/ip-camera-image-inference

Python script using machine learning to classify images from IP cameras.

Primary LanguagePythonApache License 2.0Apache-2.0

IP Camera Image Inference

Python script using machine learning to classify images from IP cameras.

Introduction

This Python script is meant to be executed as a systemd service. It will subscribe an MQTT broker to receive JPEG images from an IP camera.

The machine learning framework TensorFlow is used to classify images. A deep convolutional neural network (CNN) based on the Inception v3 model needs to be retrained with a set of images from your IP camera to classify the image either as person or as nothing.

If a person is detected in the image, the Python script will publish the image to a specified MQTT topic. A threshold can be configured for this to publish even images with a lower probability score.

This script was designed to work on a Raspberry Pi 3 (ARM architecture), but it also runs on x86_64 and should actually run on all platforms where TensorFlow and Python are available.

On a Raspberry Pi 3 this is pretty slow (roughly three seconds per image). So make sure you have a good pre-processing of your IP camera feed and deliver only images where potentially movement was detected. You could either use the built-in motion detection of your IP camera or preferable a third party software detection like Motion for this.

Dependencies

  • TensorFlow
  • Python 2.7
  • Python PyYAML (pyyaml) and Eclipse Paho MQTT (paho-mqtt) packages

All dependencies can be installed automatically by executing ./install.sh.

Usage

Installation

Clone this repository:

git clone https://github.com/1element/ip-camera-image-inference.git

Install dependencies:

./install.sh

Train your model

The TensorFlow Inception v3 model is used to classify images either as person or as nothing. For accurate scoring you need to retrain the final layer of the Inception model.

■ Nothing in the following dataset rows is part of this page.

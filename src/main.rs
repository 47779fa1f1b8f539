mod browser;
mod capture;
mod cli;
mod config;
mod demo;
mod email;
mod error;
mod governor;
mod locator;
mod model;
mod orchestrator;
mod sink;
mod ui;

use anyhow::{Context, Result};
use clap::Parser;
use tokio_util::sync::CancellationToken;
use tracing_subscriber::layer::SubscriberExt;
use tracing_subscriber::util::SubscriberInitExt;

use browser::{ActionExecutor, RemoteSession};
use capture::FsDocumentStore;
use cli::{Cli, Command};
use config::ScoutConfig;
use email::{DirectoryClient, DohClient, EmailResolver};
use error::ScoutError;
use model::JobRef;
use orchestrator::DiscoveryOrchestrator;
use sink::JsonlSink;
use ui::RunProgress;

#[tokio::main]
async fn main() -> Result<()> {
    let cli = Cli::parse();
    init_tracing(cli.verbose);

    match cli.command {
        Command::Run { file, out } => run(cli.rate_limit, &file, &out).await,
        Command::Demo => demo::run_demo().await,
    }
}

fn init_tracing(verbose: bool) {
    let default_filter = if verbose {
        "talentscout=debug"
    } else {
        "talentscout=info"
    };
    tracing_subscriber::registry()
        .with(
            tracing_subscriber::EnvFilter::try_from_default_env()
                .unwrap_or_else(|_| default_filter.into()),
        )
        .with(tracing_subscriber::fmt::layer().with_writer(std::io::stderr))
        .init();
}

async fn run(rate_limit: Option<u32>, file: &str, out: &str) -> Result<()> {
    let mut config = ScoutConfig::load().context("failed to load configuration")?;
    if let Some(limit) = rate_limit {
        config.rate_limit_per_hour = limit;
    }
    if config.session_token.is_empty() {
        return Err(ScoutError::Config(
            "no session credential: set TALENTSCOUT_SESSION_TOKEN or session_token in talentscout.toml"
                .into(),
        )
        .into());
    }

    let jobs = load_jobs(file)?;
    tracing::info!(jobs = jobs.len(), input = file, output = out, "queue loaded");

    let session = match &config.browser_control_url {
        Some(url) => RemoteSession::with_base_url(config.session_token.clone(), url.clone()),
        None => RemoteSession::new(config.session_token.clone()),
    };
    let executor = ActionExecutor::new(session, config.governor(), config.pacing());

    let directory = match &config.directory_base_url {
        Some(url) => DirectoryClient::with_base_url(config.directory_api_key.clone(), url.clone()),
        None => DirectoryClient::new(config.directory_api_key.clone()),
    };
    let doh = match &config.doh_base_url {
        Some(url) => DohClient::with_base_url(url.clone()),
        None => DohClient::new(),
    };

    let sink = JsonlSink::create(out)
        .await
        .context("failed to create result sink")?;
    let mut orchestrator = DiscoveryOrchestrator::new(
        executor,
        FsDocumentStore::new(&config.store_dir),
        EmailResolver::new(directory, doh),
        sink,
    );

    // Ctrl-C requests a clean stop; the orchestrator drains the remaining
    // queue with explicit results instead of dropping jobs.
    let cancel = CancellationToken::new();
    let signal_cancel = cancel.clone();
    tokio::spawn(async move {
        if tokio::signal::ctrl_c().await.is_ok() {
            tracing::info!("interrupt received, finishing current job");
            signal_cancel.cancel();
        }
    });

    let progress = RunProgress::start(jobs.len());
    let summary = orchestrator.run(jobs, cancel).await?;
    progress.finish();
    progress.print_summary(&summary);

    Ok(())
}

fn load_jobs(path: &str) -> Result<Vec<JobRef>> {
    let contents = std::fs::read_to_string(path)
        .with_context(|| format!("failed to read jobs file {path}"))?;
    let jobs: Vec<JobRef> =
        serde_json::from_str(&contents).context("jobs file must be a JSON array of {job_id, url}")?;
    if jobs.is_empty() {
        return Err(ScoutError::NoJobs.into());
    }
    Ok(jobs)
}
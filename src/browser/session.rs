use std::time::Duration;

use base64::Engine;
use reqwest::Client;
use serde::Serialize;
use serde::de::DeserializeOwned;

use super::error::ActionError;
use super::types::{
    ElementHandle, ExtractRequest, ExtractResponse, NavigateRequest, QueryRequest, QueryResponse,
    RenderRequest, RenderResponse, Selector,
};
use crate::config::Secret;

const DEFAULT_CONTROL_URL: &str = "http://127.0.0.1:9333";

/// The browser capability the worker commands.
///
/// Any engine offering these four verbs satisfies the contract; the worker
/// never assumes a particular product behind it.
pub trait BrowserSession {
    async fn navigate(&self, url: &str) -> Result<(), ActionError>;
    /// First match in document order, or `None` when nothing matched.
    async fn locate(&self, selector: &Selector) -> Result<Option<ElementHandle>, ActionError>;
    async fn extract(&self, handle: &ElementHandle) -> Result<String, ActionError>;
    async fn render_document(&self, url: &str) -> Result<Vec<u8>, ActionError>;
}

/// A browser session driven over an HTTP control endpoint.
///
/// Holds the opaque site credential for the lifetime of the session. The
/// credential travels only in a request header and is never logged or
/// persisted anywhere else.
pub struct RemoteSession {
    http: Client,
    base_url: String,
    session_cookie: Secret,
}

impl RemoteSession {
    pub fn new(session_cookie: Secret) -> Self {
        Self::with_base_url(session_cookie, DEFAULT_CONTROL_URL.to_string())
    }

    /// Create a session pointing at a custom control endpoint (useful for testing).
    pub fn with_base_url(session_cookie: Secret, base_url: String) -> Self {
        let http = Client::builder()
            .connect_timeout(Duration::from_secs(10))
            .timeout(Duration::from_secs(120))
            .build()
            .expect("failed to build HTTP client");
        Self {
            http,
            base_url,
            session_cookie,
        }
    }

    async fn post<B: Serialize, R: DeserializeOwned>(
        &self,
        path: &str,
        body: &B,
    ) -> Result<R, ActionError> {
        let response = self
            .http
            .post(format!("{}{path}", self.base_url))
            .header("x-session-cookie", self.session_cookie.expose())
            .json(body)
            .send()
            .await
            .map_err(|e| {
                if e.is_timeout() {
                    ActionError::Timeout
                } else {
                    ActionError::Network(e)
                }
            })?;

        let status = response.status();
        match status.as_u16() {
            401 | 403 => {
                return Err(ActionError::SessionInvalid {
                    status: status.as_u16(),
                });
            }
            408 | 504 => return Err(ActionError::Timeout),
            410 => return Err(ActionError::StaleElement),
            _ => {}
        }

        if !status.is_success() {
            let message = response
                .text()
                .await
                .unwrap_or_else(|_| "unknown error".to_string());
            return Err(ActionError::Http {
                status: status.as_u16(),
                message,
            });
        }

        response
            .json::<R>()
            .await
            .map_err(|e| ActionError::Protocol(e.to_string()))
    }
}

impl BrowserSession for RemoteSession {
    async fn navigate(&self, url: &str) -> Result<(), ActionError> {
        let _: serde_json::Value = self
            .post("/session/navigate", &NavigateRequest { url })
            .await?;
        Ok(())
    }

    async fn locate(&self, selector: &Selector) -> Result<Option<ElementHandle>, ActionError> {
        let resp: QueryResponse = self.post("/session/query", &QueryRequest { selector }).await?;
        if !resp.found {
            return Ok(None);
        }
        let element_id = resp
            .element_id
            .ok_or_else(|| ActionError::Protocol("query match without element_id".into()))?;
        Ok(Some(ElementHandle {
            element_id,
            href: resp.href,
        }))
    }

    async fn extract(&self, handle: &ElementHandle) -> Result<String, ActionError> {
        let resp: ExtractResponse = self
            .post(
                "/session/extract",
                &ExtractRequest {
                    element_id: &handle.element_id,
                },
            )
            .await?;
        Ok(resp.text)
    }

    async fn render_document(&self, url: &str) -> Result<Vec<u8>, ActionError> {
        let resp: RenderResponse = self.post("/session/render", &RenderRequest { url }).await?;
        base64::engine::general_purpose::STANDARD
            .decode(&resp.data)
            .map_err(|e| ActionError::Protocol(format!("invalid document encoding: {e}")))
    }
}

So before you can start retrain.py you need a set of images from your IP camera that represent the two classes person and nothing. Copy these images to the retrain/person/ and retrain/nothing/ directories.

After this execute:

python retrain.py --image_dir=/path/to/ip-camera-image-inference/retrain

This will take some time, especially if you run it on a Raspberry Pi. Consider running the training on a faster machine if you can.

Copy the output graph and labels from the temporary directory of your system to the model directory:

cp /tmp/output_graph.pb /path/to/ip-camera-image-inference/model/
cp /tmp/output_labels.txt /path/to/ip-camera-image-inference/model/

If you are interested in details of the retraining process refer to the official TensorFlow image retraining tutorial.

Configuration

Edit the provided configuration file config.yml. The TensorFlow model directory and your MQTT broker connection as well as a few other settings can be configured there.

Run as service

The Python script image-inference.py should be executed as a systemd service. There is a template file image-inference.service for this. Change the paths in this file according to your environment.

Afterwards use the following commands to set up the service:

# copy service configuration
sudo cp image-inference.service /etc/systemd/system/

# reload systemd
sudo systemctl daemon-reload

# enable auto start
sudo systemctl enable image-inference.service

# start service now
sudo systemctl start image-inference.service

# show status
sudo systemctl status image-inference.service

Previous versions

There is a previous version using a directory observer to receive images and FTP to distribute the classified image. If you are interested in this checkout the tag v1.0.0.

Contributions

This script was written for my own purpose, therefore it lacks in features and configuration abilities. In case it might be useful for someone, I decided to share it. However, pull requests are welcome.

License

This project is licensed under the terms of the Apache License, Version 2.0.